Thursday night I went to D14's Grade 8 graduation. My baby's going to high school! Her sister spent the afternoon Thursday helping her "get ready" for the big night! They're so good to each other, they make me so proud. Tomorrow I'm going to the closing service of the church I grew up in. I'm going with Mom and my sister is in the choir. Dad will be missed by all, he was a choir member since 1959. I made a montage of photos of the church for Dad as a Christmas gift. I thought when I did it that he'd be around for the end. Unfortunately, the church has outlived Dad but tomorrow the Whatis family will be there as will his memory.
I spent the afternoon at the church closing service. It's sad to see the place go but it was also very special to see all the faces from the past who had come to say goodbye. I dunno, just seems like too many losses these days somehow. Most of those people I will never see again. The Minister who did the service was one who had been there with me all the way during my battle with alcohol many years ago. No matter what time of day or night, no matter what trouble I was in, he'd pick me up and take care of me. He's the most Christian man I've ever known. His wife was also there and we hugged tightly. If he wasn't home when I was in trouble, she'd pick me up and sit with me! Amazing people.There was another lady I used to act with in the church drama group. I approached her and said "Would you like to do a play together some time?" She looked at me and said "I don't even know you?" I said "yes you do" and told her my name. She burst into laughter and said "Whatis, I loved you so much!" There were so many other people who had a place in my life and my memories. Even when you haven't been back in a while, you always knew the place was there...and now it's gone. I guess what is is!!! Btw, my sister wore my father's choir gown as she sang with the choir for the last time. They've also let her keep the gown, something she will treasure forever.

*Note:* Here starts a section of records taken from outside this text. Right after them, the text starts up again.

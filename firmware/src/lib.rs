#![no_std]

use core::sync::atomic::{AtomicUsize, Ordering};

use defmt_rtt as _; // global logger

use panic_probe as _;

pub mod consts {
    use smartpark_core::config::CYCLE_PERIOD_MS;
    use smartpark_core::TriggerPolicy;

    /// CPU clock, which also drives the cycle-count monotonic.
    pub const CPU_FREQ_HZ: u32 = 64_000_000;

    /// Pause between measurement cycles, in monotonic clock cycles.
    pub const CYCLE_PERIOD_CYCLES: u32 = (CPU_FREQ_HZ / 1_000) * CYCLE_PERIOD_MS;

    /// TIMER prescaler for the echo tick counter: 16 MHz / 2^3 = 2 MHz,
    /// one tick every 0.5 µs.
    pub const TICK_PRESCALER: u8 = 3;

    /// I2C address of the PCF8574 backpack behind the character panel.
    pub const LCD_ADDR: u8 = 0x27;

    /// Triggering mode baked in at build time.
    pub const TRIGGER_POLICY: TriggerPolicy = if cfg!(feature = "simultaneous") {
        TriggerPolicy::Simultaneous
    } else {
        TriggerPolicy::Sequential
    };
}

#[cfg(feature = "display")]
pub mod display;
#[cfg(feature = "leds")]
pub mod leds;
pub mod sonar_array;

/// Workaround for RTIC not being able to
/// conditionally compile resources
pub mod stubs {
    use core::marker::PhantomData;

    use smartpark_core::{config::NUM_CHANNELS, Distance, LotSummary, SlotState};

    pub struct LotDisplay<T, D>(PhantomData<(T, D)>);

    impl<T, D> LotDisplay<T, D> {
        pub fn disconnected() -> Self {
            Self(PhantomData)
        }

        pub fn splash(&mut self) -> Result<(), ()> {
            Ok(())
        }

        pub fn render(
            &mut self,
            _states: &[SlotState; NUM_CHANNELS],
            _summary: &LotSummary<NUM_CHANNELS>,
        ) -> Result<(), ()> {
            Ok(())
        }
    }

    pub struct LedBank;

    impl LedBank {
        pub fn show(&mut self, _readings: &[Distance; NUM_CHANNELS]) {}
    }
}

// same panicking *behavior* as `panic-probe` but doesn't print a panic message
// this prevents the panic message being printed *twice* when `defmt::panic` is invoked
#[defmt::panic_handler]
fn panic() -> ! {
    cortex_m::asm::udf()
}

static COUNT: AtomicUsize = AtomicUsize::new(0);
defmt::timestamp!("{=usize}", {
    // NOTE(no-CAS) `timestamps` runs with interrupts disabled
    let n = COUNT.load(Ordering::Relaxed);
    COUNT.store(n + 1, Ordering::Relaxed);
    n
});

/// Terminates the application and makes `probe-run` exit with exit-code = 0
pub fn exit() -> ! {
    loop {
        cortex_m::asm::bkpt();
    }
}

First of all, I just noticed that you've been posting here even longer than me..........Going on 6 years! 10 years is a generation!
I just think of all the changes I've gone through in that time. A year in Iraq, being away from my civilian job for 2 years, going through a horrible divorce, meeting a new woman,being back at work for almost three years, remarrying, buying a new house........I can't imagine what I would be like if I was stuck in the same conditions as 2006, and you've been here a year longer.
I agree whole-heartedly with oldtimer. Do SOMETHING. Life is for LIVING. Make some sort of change, either try to reconcile or get out. If she's not interested in reconciling, get out for your own sake. It's time.............
Observations accepted! I took a few vacation days off to relax and just got a call from my mother telling me that my father's sister had just passed away. Another damn funeral!
Sorry, I haven't been coming by here very often anymore. Sad to hear about your Aunt. Had she been ill? They say God doesn't give you more than you can handle.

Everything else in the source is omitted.